POLITICAL UNREST IN KAZAKHSTAN ISN’T CONTRIBUTING: The resource-rich Central Asian country supplies oil to the EU – but not gas – and the oil flow wasn’t affected by violent protests that began over soaring fuel prices but quickly spread, reflecting wider discontent over Kazakhstan´s authoritarian government.

EUROPE REMEMBERS WHAT A BAD WINTER CAN MEAN: A late-winter cold snap in 2018 sent energy prices skyrocketing. Britain warned that some industrial uses of electricity powered by natural gas could face shutoffs. It didn´t come to that, but no one wants to see that scenario. Nor a repeat of the disruption from January 2009, when a pricing dispute between Gazprom and Ukraine led to a two-week shutoff in southeast Europe. It cut off gas heat to 70,000 apartments in Sarajevo, the capital of Bosnia-Herzegovina, forcing people to stay with relatives and emptying stores of space heaters.
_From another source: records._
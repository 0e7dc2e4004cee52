//! Uniformly random opponent.

use super::Strategy;
use crate::rng::RandomSource;
use crate::{Board, Mark, Position};
use tracing::{debug, instrument};

/// Picks any empty position with equal probability. No look-ahead.
#[derive(Debug, Clone)]
pub struct Easy<R> {
    rng: R,
}

impl<R: RandomSource> Easy<R> {
    /// Creates a random opponent drawing from `rng`.
    pub fn new(rng: R) -> Self {
        Self { rng }
    }
}

impl<R: RandomSource + std::fmt::Debug> Strategy for Easy<R> {
    fn name(&self) -> &str {
        "Easy"
    }

    #[instrument(skip_all, fields(board = %board.compact()))]
    fn choose(&mut self, board: &mut Board, _cpu: Mark) -> Option<Position> {
        let choice = self.rng.choose(&board.empty_positions());
        debug!(?choice, "Random pick");
        choice
    }
}
//! Injectable randomness for the Easy and Intermediate opponents.
//!
//! Strategies draw through [`RandomSource`] so tests can pin a seed or
//! script the exact choices.
//!
//! ```
//! use tictactoe_core::{GameRng, RandomSource};
//!
//! let mut a = GameRng::new(42);
//! let mut b = GameRng::new(42);
//! assert_eq!(a.pick_index(9), b.pick_index(9));
//! ```

use rand::{Rng, SeedableRng};
use rand_chacha::ChaCha8Rng;

/// A source of uniform choices.
pub trait RandomSource {
    /// Returns an index in `0..len`, or 0 when `len` is zero.
    fn pick_index(&mut self, len: usize) -> usize;

    /// Chooses a uniformly random element, or `None` for an empty slice.
    fn choose<T: Copy>(&mut self, items: &[T]) -> Option<T>
    where
        Self: Sized,
    {
        if items.is_empty() {
            None
        } else {
            Some(items[self.pick_index(items.len())])
        }
    }
}

impl<R: RandomSource + ?Sized> RandomSource for Box<R> {
    fn pick_index(&mut self, len: usize) -> usize {
        (**self).pick_index(len)
    }
}

/// Deterministic RNG seeded from a `u64`.
///
/// Uses ChaCha8 so the same seed yields the same games on every platform.
#[derive(Clone, Debug)]
pub struct GameRng {
    inner: ChaCha8Rng,
    seed: u64,
}

impl GameRng {
    /// Create a new RNG with the given seed.
    #[must_use]
    pub fn new(seed: u64) -> Self {
        Self {
            inner: ChaCha8Rng::seed_from_u64(seed),
            seed,
        }
    }

    /// Create an RNG with a seed drawn from the operating system.
    #[must_use]
    pub fn from_entropy() -> Self {
        Self::new(rand::thread_rng().r#gen())
    }

    /// The seed this RNG started from.
    pub fn seed(&self) -> u64 {
        self.seed
    }
}

impl RandomSource for GameRng {
    fn pick_index(&mut self, len: usize) -> usize {
        if len == 0 {
            return 0;
        }
        self.inner.gen_range(0..len)
    }
}

/// Replays a fixed list of indices, wrapping around; each is reduced
/// modulo the requested length.
#[derive(Clone, Debug, Default)]
pub struct ScriptedRng {
    picks: Vec<usize>,
    next: usize,
}

impl ScriptedRng {
    /// Creates a source that returns `picks` in order.
    pub fn new(picks: impl Into<Vec<usize>>) -> Self {
        Self {
            picks: picks.into(),
            next: 0,
        }
    }
}

impl RandomSource for ScriptedRng {
    fn pick_index(&mut self, len: usize) -> usize {
        if self.picks.is_empty() || len == 0 {
            return 0;
        }
        let pick = self.picks[self.next % self.picks.len()];
        self.next += 1;
        pick % len
    }
}
//! Win detection logic for tic-tac-toe.

use crate::{Board, Mark, Position};
use strum::IntoEnumIterator;
use tracing::instrument;

const fn p(n: u8) -> Position {
    Position::ALL[n as usize - 1]
}

/// The 8 winning lines: 3 rows, 3 columns, 2 diagonals.
pub const LINES: [[Position; 3]; 8] = [
    // Rows
    [p(1), p(2), p(3)],
    [p(4), p(5), p(6)],
    [p(7), p(8), p(9)],
    // Columns
    [p(1), p(4), p(7)],
    [p(2), p(5), p(8)],
    [p(3), p(6), p(9)],
    // Diagonals
    [p(1), p(5), p(9)],
    [p(3), p(5), p(7)],
];

/// True if `mark` holds all three cells of any line.
///
/// This does not tell a fresh win from an old one; the game loop checks
/// right after every move.
pub fn has_won(board: &Board, mark: Mark) -> bool {
    LINES
        .iter()
        .any(|line| line.iter().all(|&pos| board.mark_at(pos) == Some(mark)))
}

/// Checks if there is a winner on the board.
///
/// Returns `Some(mark)` if the mark has three in a row,
/// `None` otherwise. X is checked first.
#[instrument(skip(board), fields(board = %board.compact()))]
pub fn winner(board: &Board) -> Option<Mark> {
    Mark::iter().find(|&mark| has_won(board, mark))
}

#[cfg(test)]
mod tests {
    use super::*;

    #[test]
    fn test_no_winner_empty_board() {
        let board = Board::new();
        assert_eq!(winner(&board), None);
    }

    #[test]
    fn test_winner_top_row() {
        let board: Board = "XXX.O.O..".parse().unwrap();
        assert!(has_won(&board, Mark::X));
        assert!(!has_won(&board, Mark::O));
        assert_eq!(winner(&board), Some(Mark::X));
    }

    #[test]
    fn test_winner_diagonal() {
        let board: Board = "O.X.OX..O".parse().unwrap();
        assert_eq!(winner(&board), Some(Mark::O));
    }

    #[test]
    fn test_winner_column() {
        let board: Board = ".XO.XO.X.".parse().unwrap();
        assert_eq!(winner(&board), Some(Mark::X));
    }

    #[test]
    fn test_x_is_reported_first() {
        // Not reachable in play; pins the scan order.
        let board: Board = "XXXOOO...".parse().unwrap();
        assert_eq!(winner(&board), Some(Mark::X));
    }

    #[test]
    fn test_no_winner_incomplete() {
        let board: Board = "XX.......".parse().unwrap();
        assert_eq!(winner(&board), None);
    }

    #[test]
    fn test_every_line_is_detected() {
        for line in LINES {
            let mut board = Board::new();
            for pos in line {
                board.place(pos, Mark::O);
            }
            assert!(has_won(&board, Mark::O), "line {line:?}");
        }
    }
}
IF ALL ELSE FAILS: EU legislation requires countries to help each other in the case of a gas shortfall. Governments can declare a gas emergency and shut off industrial customers to spare households, hurting the economy but sparing a humanitarian and political disaster.

In theory, they can demand cross-border gas supplies from each other. In recent years, Europe has built more reversible pipeline connections but not enough to cover the entire continent, leaving some countries more exposed than others.

Yet the system has never been tested, and there are questions about how willing countries would be to share gas in a crisis. The European Commission, the EU’s executive branch, is working on revising the rules to include joint gas purchases but on a voluntary basis, said Ruven C. Fleming, energy law blogger and assistant professor at the University of Groningen in the Netherlands.

The revision “is a quite clear indication that even those who installed the mechanism don’t think it would work very well,” Fleming said.